**Assigned task**
Return the data below exactly, but only from the line containing "impl From<SettingValue> for" through the line containing "pub fn keys(&self)", with both of those lines included.
==== Input ====
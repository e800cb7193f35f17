//! Settings tree handed to the decryption engine by the host configuration.
//!
//! Values form a closed set of variants so traversal stays exhaustive: text
//! may carry an `ENC(...)` marker, nested trees are walked, and everything
//! else (numbers, booleans, arrays, null) passes through untouched.

use std::collections::BTreeMap;
use std::convert::Infallible;
use std::fmt;
use std::str::FromStr;

use serde::{Deserialize, Deserializer, Serialize, Serializer};
use serde_json::Value;

/// Name of the decryption key, with or without the host's variable prefix.
pub const DECRYPT_KEY_VAR: &str = "DECRYPT_KEY";

#[derive(Debug, Clone, PartialEq, Serialize, Deserialize)]
#[serde(untagged)]
pub enum SettingValue {
    Text(String),
    Tree(SettingsTree),
    Other(Value),
}

impl SettingValue {
    pub fn as_text(&self) -> Option<&str> {
        match self {
            SettingValue::Text(text) => Some(text),
            _ => None,
        }
    }

    pub fn as_tree(&self) -> Option<&SettingsTree> {
        match self {
            SettingValue::Tree(tree) => Some(tree),
            _ => None,
        }
    }
}

impl From<Value> for SettingValue {
    fn from(value: Value) -> Self {
        match value {
            Value::String(text) => SettingValue::Text(text),
            Value::Object(map) => SettingValue::Tree(map.into_iter().collect()),
            other => SettingValue::Other(other),
        }
    }
}

impl From<SettingValue> for Value {
    fn from(value: SettingValue) -> Self {
        match value {
            SettingValue::Text(text) => Value::String(text),
            SettingValue::Tree(tree) => tree.into(),
            SettingValue::Other(other) => other,
        }
    }
}

impl From<&str> for SettingValue {
    fn from(text: &str) -> Self {
        SettingValue::Text(text.to_string())
    }
}

impl From<String> for SettingValue {
    fn from(text: String) -> Self {
        SettingValue::Text(text)
    }
}

impl From<SettingsTree> for SettingValue {
    fn from(tree: SettingsTree) -> Self {
        SettingValue::Tree(tree)
    }
}

/// Mapping of unique keys to setting values.
#[derive(Debug, Clone, Default, PartialEq, Serialize, Deserialize)]
#[serde(transparent)]
pub struct SettingsTree {
    entries: BTreeMap<String, SettingValue>,
}

impl SettingsTree {
    pub fn new() -> Self {
        Self::default()
    }

    pub fn insert(&mut self, key: impl Into<String>, value: impl Into<SettingValue>) -> Option<SettingValue> {
        self.entries.insert(key.into(), value.into())
    }

    pub fn get(&self, key: &str) -> Option<&SettingValue> {
        self.entries.get(key)
    }

    pub fn get_mut(&mut self, key: &str) -> Option<&mut SettingValue> {
        self.entries.get_mut(key)
    }

    pub fn contains_key(&self, key: &str) -> bool {
        self.entries.contains_key(key)
    }

    pub fn keys(&self) -> impl Iterator<Item = &str> {
        self.entries.keys().map(String::as_str)
    }

    pub fn iter(&self) -> impl Iterator<Item = (&str, &SettingValue)> {
        self.entries.iter().map(|(key, value)| (key.as_str(), value))
    }

    pub fn iter_mut(&mut self) -> impl Iterator<Item = (&str, &mut SettingValue)> {
        self.entries.iter_mut().map(|(key, value)| (key.as_str(), value))
    }

    pub fn len(&self) -> usize {
        self.entries.len()
    }

    pub fn is_empty(&self) -> bool {
        self.entries.is_empty()
    }

    /// Follows `path` through nested trees.
    pub fn get_path(&self, path: &[String]) -> Option<&SettingValue> {
        let (first, rest) = path.split_first()?;
        let value = self.entries.get(first)?;
        if rest.is_empty() {
            return Some(value);
        }
        value.as_tree()?.get_path(rest)
    }

    pub fn get_path_mut(&mut self, path: &[String]) -> Option<&mut SettingValue> {
        let (first, rest) = path.split_first()?;
        let value = self.entries.get_mut(first)?;
        if rest.is_empty() {
            return Some(value);
        }
        match value {
            SettingValue::Tree(tree) => tree.get_path_mut(rest),
            _ => None,
        }
    }
}

impl<K, V> FromIterator<(K, V)> for SettingsTree
where
    K: Into<String>,
    V: Into<SettingValue>,
{
    fn from_iter<I: IntoIterator<Item = (K, V)>>(iter: I) -> Self {
        Self {
            entries: iter
                .into_iter()
                .map(|(key, value)| (key.into(), value.into()))
                .collect(),
        }
    }
}

impl TryFrom<Value> for SettingsTree {
    type Error = Value;

    /// Only JSON objects become trees; anything else is handed back.
    fn try_from(value: Value) -> Result<Self, Self::Error> {
        match value {
            Value::Object(map) => Ok(map.into_iter().collect()),
            other => Err(other),
        }
    }
}

impl From<SettingsTree> for Value {
    fn from(tree: SettingsTree) -> Self {
        Value::Object(
            tree.entries
                .into_iter()
                .map(|(key, value)| (key, value.into()))
                .collect(),
        )
    }
}

/// Location of a setting, as the chain of keys from the root of the tree.
#[derive(Debug, Clone, Default, PartialEq, Eq, Hash)]
pub struct SettingPath(Vec<String>);

impl SettingPath {
    pub fn root() -> Self {
        Self::default()
    }

    pub fn child(&self, key: &str) -> Self {
        let mut segments = self.0.clone();
        segments.push(key.to_string());
        Self(segments)
    }

    pub fn segments(&self) -> &[String] {
        &self.0
    }
}

impl fmt::Display for SettingPath {
    fn fmt(&self, f: &mut fmt::Formatter<'_>) -> fmt::Result {
        write!(f, "{}", self.0.join("."))
    }
}

impl<S: Into<String>> FromIterator<S> for SettingPath {
    fn from_iter<I: IntoIterator<Item = S>>(iter: I) -> Self {
        Self(iter.into_iter().map(Into::into).collect())
    }
}

/// Namespace prefix the host applies to environment-derived settings.
#[derive(Debug, Clone, Default, PartialEq, Eq)]
pub enum EnvPrefix {
    /// No prefix (the host configured a boolean); only `DECRYPT_KEY` is used.
    #[default]
    Disabled,
    Named(String),
}

impl EnvPrefix {
    pub fn named(prefix: impl Into<String>) -> Self {
        EnvPrefix::Named(prefix.into())
    }

    /// `<PREFIX>_DECRYPT_KEY`, or plain `DECRYPT_KEY` when disabled.
    pub fn decrypt_key_var(&self) -> String {
        match self {
            EnvPrefix::Disabled => DECRYPT_KEY_VAR.to_string(),
            EnvPrefix::Named(prefix) => format!("{prefix}_{DECRYPT_KEY_VAR}"),
        }
    }
}

impl FromStr for EnvPrefix {
    type Err = Infallible;

    /// Text from flags or the environment: empty, `true` and `false` disable
    /// the prefix, anything else names it.
    fn from_str(value: &str) -> Result<Self, Self::Err> {
        let trimmed = value.trim();
        if trimmed.is_empty()
            || trimmed.eq_ignore_ascii_case("false")
            || trimmed.eq_ignore_ascii_case("true")
        {
            return Ok(EnvPrefix::Disabled);
        }
        Ok(EnvPrefix::Named(trimmed.to_string()))
    }
}

impl<'de> Deserialize<'de> for EnvPrefix {
    fn deserialize<D: Deserializer<'de>>(deserializer: D) -> Result<Self, D::Error> {
        #[derive(Deserialize)]
        #[serde(untagged)]
        enum RawPrefix {
            // Any boolean disables the prefix.
            Flag(#[allow(dead_code)] bool),
            Name(String),
        }

        Ok(match RawPrefix::deserialize(deserializer)? {
            RawPrefix::Flag(_) => EnvPrefix::Disabled,
            RawPrefix::Name(name) => EnvPrefix::Named(name),
        })
    }
}

impl Serialize for EnvPrefix {
    fn serialize<S: Serializer>(&self, serializer: S) -> Result<S::Ok, S::Error> {
        match self {
            EnvPrefix::Disabled => serializer.serialize_bool(false),
            EnvPrefix::Named(name) => serializer.serialize_str(name),
        }
    }
}

/// Host settings object: the tree plus the host's variable-name prefix.
#[derive(Debug, Clone, Default, PartialEq)]
pub struct Settings {
    pub envvar_prefix: EnvPrefix,
    pub tree: SettingsTree,
}

impl Settings {
    pub fn new(envvar_prefix: EnvPrefix, tree: SettingsTree) -> Self {
        Self { envvar_prefix, tree }
    }
}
====
**Result of the task**
impl From<SettingValue> for Value {
    fn from(value: SettingValue) -> Self {
        match value {
            SettingValue::Text(text) => Value::String(text),
            SettingValue::Tree(tree) => tree.into(),
            SettingValue::Other(other) => other,
        }
    }
}

impl From<&str> for SettingValue {
    fn from(text: &str) -> Self {
        SettingValue::Text(text.to_string())
    }
}

impl From<String> for SettingValue {
    fn from(text: String) -> Self {
        SettingValue::Text(text)
    }
}

impl From<SettingsTree> for SettingValue {
    fn from(tree: SettingsTree) -> Self {
        SettingValue::Tree(tree)
    }
}

/// Mapping of unique keys to setting values.
#[derive(Debug, Clone, Default, PartialEq, Serialize, Deserialize)]
#[serde(transparent)]
pub struct SettingsTree {
    entries: BTreeMap<String, SettingValue>,
}

impl SettingsTree {
    pub fn new() -> Self {
        Self::default()
    }

    pub fn insert(&mut self, key: impl Into<String>, value: impl Into<SettingValue>) -> Option<SettingValue> {
        self.entries.insert(key.into(), value.into())
    }

    pub fn get(&self, key: &str) -> Option<&SettingValue> {
        self.entries.get(key)
    }

    pub fn get_mut(&mut self, key: &str) -> Option<&mut SettingValue> {
        self.entries.get_mut(key)
    }

    pub fn contains_key(&self, key: &str) -> bool {
        self.entries.contains_key(key)
    }

    pub fn keys(&self) -> impl Iterator<Item = &str> {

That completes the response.